> [Task statement]: Give back only the lines in the records below from the one with "pub enum ErrorCategory" to the one with "AnalysisKind, message: String", both inclusive, word for word.

____________________

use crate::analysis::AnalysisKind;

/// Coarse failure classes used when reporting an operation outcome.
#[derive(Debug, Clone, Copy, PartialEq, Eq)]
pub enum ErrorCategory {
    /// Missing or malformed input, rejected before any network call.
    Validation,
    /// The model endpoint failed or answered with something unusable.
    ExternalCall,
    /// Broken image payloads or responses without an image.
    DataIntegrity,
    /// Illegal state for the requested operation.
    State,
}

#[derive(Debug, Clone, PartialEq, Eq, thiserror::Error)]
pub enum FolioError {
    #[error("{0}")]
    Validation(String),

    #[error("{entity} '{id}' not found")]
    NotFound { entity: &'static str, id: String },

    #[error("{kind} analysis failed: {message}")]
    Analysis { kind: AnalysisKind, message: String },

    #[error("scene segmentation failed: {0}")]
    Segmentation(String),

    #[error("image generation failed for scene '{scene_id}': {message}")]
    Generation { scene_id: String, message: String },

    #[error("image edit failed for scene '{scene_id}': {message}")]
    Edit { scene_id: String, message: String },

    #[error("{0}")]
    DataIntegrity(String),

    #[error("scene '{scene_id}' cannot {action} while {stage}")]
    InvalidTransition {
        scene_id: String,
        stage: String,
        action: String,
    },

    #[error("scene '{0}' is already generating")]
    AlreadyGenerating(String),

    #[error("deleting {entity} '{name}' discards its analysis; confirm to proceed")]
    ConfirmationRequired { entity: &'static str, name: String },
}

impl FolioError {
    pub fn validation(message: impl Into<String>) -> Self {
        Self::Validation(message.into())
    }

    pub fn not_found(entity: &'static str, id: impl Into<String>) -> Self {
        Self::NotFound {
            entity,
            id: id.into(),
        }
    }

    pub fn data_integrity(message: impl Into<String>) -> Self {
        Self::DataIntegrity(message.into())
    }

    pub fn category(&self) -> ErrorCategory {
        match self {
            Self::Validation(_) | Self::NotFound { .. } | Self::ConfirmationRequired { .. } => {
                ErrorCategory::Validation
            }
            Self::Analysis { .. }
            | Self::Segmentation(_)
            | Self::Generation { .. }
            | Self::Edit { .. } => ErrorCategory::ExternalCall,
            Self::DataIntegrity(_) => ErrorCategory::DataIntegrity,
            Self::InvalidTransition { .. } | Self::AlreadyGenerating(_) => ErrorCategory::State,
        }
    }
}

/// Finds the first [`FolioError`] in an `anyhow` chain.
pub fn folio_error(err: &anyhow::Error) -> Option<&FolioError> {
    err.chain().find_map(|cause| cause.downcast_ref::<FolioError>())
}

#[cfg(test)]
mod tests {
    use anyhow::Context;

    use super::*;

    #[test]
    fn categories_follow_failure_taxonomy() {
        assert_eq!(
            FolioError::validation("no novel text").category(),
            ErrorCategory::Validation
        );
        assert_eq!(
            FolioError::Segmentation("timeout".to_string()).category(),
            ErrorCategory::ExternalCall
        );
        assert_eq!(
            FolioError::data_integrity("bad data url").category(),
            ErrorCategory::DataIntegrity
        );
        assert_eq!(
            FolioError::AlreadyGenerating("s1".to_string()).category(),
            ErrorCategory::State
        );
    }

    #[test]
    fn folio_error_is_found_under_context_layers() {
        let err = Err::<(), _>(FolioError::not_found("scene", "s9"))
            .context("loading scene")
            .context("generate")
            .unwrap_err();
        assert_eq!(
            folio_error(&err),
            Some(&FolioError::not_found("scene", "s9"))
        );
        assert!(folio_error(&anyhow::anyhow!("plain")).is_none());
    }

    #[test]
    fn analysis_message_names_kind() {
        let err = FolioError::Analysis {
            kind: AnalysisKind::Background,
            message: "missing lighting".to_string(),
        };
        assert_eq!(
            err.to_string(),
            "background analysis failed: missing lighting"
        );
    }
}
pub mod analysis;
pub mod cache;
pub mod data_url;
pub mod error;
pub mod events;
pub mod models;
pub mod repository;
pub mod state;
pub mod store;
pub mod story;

____________________

> [Result of the task]:
pub enum ErrorCategory {
    /// Missing or malformed input, rejected before any network call.
    Validation,
    /// The model endpoint failed or answered with something unusable.
    ExternalCall,
    /// Broken image payloads or responses without an image.
    DataIntegrity,
    /// Illegal state for the requested operation.
    State,
}

#[derive(Debug, Clone, PartialEq, Eq, thiserror::Error)]
pub enum FolioError {
    #[error("{0}")]
    Validation(String),

    #[error("{entity} '{id}' not found")]
    NotFound { entity: &'static str, id: String },

    #[error("{kind} analysis failed: {message}")]
    Analysis { kind: AnalysisKind, message: String },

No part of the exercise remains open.